## TASK
Sort through the entries below and pull out lines containing the word "tokio".

================================

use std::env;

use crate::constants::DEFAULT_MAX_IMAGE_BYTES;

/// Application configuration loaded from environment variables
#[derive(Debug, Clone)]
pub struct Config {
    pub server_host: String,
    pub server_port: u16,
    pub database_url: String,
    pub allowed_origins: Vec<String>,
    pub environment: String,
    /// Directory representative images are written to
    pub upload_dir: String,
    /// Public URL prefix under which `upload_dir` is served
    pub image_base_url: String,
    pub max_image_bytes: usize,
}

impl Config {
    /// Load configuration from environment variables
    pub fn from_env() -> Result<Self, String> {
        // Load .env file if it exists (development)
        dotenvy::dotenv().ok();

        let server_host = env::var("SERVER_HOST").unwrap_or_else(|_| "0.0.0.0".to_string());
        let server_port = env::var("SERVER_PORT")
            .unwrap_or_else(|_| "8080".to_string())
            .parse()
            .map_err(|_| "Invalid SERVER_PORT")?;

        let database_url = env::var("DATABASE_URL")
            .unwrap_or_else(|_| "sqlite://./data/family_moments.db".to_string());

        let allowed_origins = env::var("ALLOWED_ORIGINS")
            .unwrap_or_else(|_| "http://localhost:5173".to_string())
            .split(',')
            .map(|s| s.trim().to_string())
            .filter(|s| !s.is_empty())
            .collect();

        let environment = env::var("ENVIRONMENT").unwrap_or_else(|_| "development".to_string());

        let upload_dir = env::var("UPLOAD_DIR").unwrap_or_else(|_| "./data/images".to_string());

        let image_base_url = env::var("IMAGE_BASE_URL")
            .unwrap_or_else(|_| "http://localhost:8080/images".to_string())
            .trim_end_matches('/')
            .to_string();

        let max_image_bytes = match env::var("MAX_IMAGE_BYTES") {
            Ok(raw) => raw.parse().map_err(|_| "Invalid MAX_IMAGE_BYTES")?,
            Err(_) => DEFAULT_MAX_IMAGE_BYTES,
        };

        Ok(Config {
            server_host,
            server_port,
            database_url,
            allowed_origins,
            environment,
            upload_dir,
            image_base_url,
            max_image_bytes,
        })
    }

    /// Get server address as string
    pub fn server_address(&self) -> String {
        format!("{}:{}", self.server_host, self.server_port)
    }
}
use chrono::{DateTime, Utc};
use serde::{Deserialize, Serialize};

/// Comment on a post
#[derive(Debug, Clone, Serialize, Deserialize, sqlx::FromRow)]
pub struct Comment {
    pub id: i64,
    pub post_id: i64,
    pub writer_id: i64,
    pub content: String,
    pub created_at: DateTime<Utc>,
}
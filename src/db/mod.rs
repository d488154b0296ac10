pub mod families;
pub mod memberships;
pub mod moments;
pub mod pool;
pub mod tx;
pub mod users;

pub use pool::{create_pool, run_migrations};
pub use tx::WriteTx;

================================

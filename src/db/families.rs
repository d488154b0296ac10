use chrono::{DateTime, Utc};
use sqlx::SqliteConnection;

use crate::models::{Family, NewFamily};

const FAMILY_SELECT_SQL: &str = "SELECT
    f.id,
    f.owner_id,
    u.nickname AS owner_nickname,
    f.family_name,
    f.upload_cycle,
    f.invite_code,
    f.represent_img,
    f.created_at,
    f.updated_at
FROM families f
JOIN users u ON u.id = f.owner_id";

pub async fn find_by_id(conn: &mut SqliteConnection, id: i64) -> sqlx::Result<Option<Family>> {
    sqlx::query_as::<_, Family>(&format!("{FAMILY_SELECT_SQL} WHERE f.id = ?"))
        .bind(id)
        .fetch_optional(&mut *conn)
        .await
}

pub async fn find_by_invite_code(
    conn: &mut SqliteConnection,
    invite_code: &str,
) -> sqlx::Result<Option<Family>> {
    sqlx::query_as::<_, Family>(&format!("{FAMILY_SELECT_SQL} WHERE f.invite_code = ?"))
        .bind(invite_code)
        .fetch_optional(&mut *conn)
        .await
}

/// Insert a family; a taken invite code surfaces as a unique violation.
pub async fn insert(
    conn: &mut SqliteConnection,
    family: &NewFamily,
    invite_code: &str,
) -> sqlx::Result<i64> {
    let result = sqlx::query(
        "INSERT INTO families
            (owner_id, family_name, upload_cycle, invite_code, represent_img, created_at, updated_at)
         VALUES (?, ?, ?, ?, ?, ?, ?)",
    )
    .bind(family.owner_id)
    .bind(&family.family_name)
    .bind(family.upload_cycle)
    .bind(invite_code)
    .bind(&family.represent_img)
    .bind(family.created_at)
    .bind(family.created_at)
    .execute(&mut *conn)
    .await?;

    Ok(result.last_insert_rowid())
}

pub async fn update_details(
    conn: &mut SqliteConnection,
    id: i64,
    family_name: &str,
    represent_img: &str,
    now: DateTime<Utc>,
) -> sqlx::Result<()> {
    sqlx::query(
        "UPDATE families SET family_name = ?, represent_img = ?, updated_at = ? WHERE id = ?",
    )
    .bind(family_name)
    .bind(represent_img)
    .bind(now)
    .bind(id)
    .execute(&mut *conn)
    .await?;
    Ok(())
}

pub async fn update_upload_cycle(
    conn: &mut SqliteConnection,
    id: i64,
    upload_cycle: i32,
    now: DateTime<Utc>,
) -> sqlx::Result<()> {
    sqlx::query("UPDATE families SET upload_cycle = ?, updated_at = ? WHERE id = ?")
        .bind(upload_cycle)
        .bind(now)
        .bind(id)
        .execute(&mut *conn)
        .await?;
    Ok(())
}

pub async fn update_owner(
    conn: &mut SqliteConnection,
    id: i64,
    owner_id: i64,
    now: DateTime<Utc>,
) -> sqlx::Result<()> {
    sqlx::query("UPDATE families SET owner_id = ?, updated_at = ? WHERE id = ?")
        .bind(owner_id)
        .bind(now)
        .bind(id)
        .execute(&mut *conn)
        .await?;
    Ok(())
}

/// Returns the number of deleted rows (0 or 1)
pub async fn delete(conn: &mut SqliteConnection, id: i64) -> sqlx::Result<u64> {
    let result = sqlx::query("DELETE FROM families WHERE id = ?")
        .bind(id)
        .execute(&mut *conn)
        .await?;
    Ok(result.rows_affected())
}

================================

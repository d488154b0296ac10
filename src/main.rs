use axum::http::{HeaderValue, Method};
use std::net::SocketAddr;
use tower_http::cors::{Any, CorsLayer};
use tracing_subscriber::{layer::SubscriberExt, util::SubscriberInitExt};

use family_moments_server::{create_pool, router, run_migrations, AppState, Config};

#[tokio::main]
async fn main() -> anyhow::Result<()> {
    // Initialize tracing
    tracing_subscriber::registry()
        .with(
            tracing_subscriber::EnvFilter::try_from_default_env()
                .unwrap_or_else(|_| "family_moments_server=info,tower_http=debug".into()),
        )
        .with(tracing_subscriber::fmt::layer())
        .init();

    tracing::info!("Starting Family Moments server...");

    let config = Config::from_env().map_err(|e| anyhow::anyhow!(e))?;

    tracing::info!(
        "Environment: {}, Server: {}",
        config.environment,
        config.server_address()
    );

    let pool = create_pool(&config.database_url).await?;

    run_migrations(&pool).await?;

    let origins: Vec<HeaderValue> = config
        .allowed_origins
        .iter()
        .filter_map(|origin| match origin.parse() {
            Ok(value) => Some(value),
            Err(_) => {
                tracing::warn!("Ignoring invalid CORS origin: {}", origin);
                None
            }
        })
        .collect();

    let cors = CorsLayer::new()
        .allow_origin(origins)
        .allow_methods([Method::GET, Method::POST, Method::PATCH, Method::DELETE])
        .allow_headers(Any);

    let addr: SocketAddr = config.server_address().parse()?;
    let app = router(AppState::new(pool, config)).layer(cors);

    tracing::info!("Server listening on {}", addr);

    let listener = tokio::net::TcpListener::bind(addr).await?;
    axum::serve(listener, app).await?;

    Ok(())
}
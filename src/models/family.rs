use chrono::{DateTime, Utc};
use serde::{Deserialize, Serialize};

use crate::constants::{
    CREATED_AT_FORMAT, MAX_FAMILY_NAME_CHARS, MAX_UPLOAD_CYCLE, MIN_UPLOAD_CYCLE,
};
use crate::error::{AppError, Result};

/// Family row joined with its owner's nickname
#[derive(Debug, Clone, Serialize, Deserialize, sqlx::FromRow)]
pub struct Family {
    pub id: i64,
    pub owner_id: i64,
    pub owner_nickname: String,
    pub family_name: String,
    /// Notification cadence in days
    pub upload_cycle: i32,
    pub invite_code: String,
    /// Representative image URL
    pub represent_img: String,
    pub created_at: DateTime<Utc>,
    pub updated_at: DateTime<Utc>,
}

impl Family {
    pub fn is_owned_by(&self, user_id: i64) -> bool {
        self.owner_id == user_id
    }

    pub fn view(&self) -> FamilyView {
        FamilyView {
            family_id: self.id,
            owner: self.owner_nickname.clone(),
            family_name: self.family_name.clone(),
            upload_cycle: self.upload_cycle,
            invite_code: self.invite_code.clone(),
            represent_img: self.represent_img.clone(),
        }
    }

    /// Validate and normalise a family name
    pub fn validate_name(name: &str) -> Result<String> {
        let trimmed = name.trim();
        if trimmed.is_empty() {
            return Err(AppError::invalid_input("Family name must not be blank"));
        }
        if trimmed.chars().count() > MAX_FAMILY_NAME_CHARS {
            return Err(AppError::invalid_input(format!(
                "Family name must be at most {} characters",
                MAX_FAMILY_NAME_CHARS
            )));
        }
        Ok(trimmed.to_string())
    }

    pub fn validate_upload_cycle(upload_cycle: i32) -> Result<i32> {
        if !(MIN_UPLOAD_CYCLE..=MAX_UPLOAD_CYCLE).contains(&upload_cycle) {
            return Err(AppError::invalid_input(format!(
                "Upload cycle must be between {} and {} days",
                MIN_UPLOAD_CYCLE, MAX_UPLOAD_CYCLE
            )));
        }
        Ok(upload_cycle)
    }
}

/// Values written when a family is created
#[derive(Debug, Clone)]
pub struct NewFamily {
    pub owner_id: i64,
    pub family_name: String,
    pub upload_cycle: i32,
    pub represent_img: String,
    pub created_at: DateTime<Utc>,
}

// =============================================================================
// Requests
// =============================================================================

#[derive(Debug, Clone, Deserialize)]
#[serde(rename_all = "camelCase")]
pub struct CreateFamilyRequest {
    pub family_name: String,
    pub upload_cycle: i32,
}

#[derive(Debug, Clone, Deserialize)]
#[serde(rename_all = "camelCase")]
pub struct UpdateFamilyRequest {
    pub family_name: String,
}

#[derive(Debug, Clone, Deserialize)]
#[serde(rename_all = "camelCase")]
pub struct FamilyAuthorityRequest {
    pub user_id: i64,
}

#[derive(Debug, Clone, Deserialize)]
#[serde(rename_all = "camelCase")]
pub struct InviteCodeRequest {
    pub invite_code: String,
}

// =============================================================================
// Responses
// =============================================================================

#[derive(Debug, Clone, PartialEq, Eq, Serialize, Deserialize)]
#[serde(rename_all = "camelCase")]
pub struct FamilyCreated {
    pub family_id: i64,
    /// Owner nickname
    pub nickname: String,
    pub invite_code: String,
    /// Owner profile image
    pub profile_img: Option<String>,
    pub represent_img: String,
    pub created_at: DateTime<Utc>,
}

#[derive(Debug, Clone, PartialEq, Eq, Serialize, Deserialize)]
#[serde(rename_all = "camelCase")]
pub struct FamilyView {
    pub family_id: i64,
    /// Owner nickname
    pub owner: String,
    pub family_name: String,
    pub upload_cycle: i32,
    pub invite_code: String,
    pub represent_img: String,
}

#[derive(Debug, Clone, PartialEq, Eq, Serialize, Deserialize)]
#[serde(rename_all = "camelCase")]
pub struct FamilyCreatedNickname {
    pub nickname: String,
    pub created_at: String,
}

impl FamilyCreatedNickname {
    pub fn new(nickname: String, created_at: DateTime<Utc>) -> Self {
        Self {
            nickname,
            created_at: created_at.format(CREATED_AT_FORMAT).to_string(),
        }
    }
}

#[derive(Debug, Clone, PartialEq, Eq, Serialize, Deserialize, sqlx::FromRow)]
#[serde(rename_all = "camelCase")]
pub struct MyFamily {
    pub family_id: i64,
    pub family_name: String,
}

================================

## EXPECTED OUTPUT
#[tokio::main]
    let listener = tokio::net::TcpListener::bind(addr).await?;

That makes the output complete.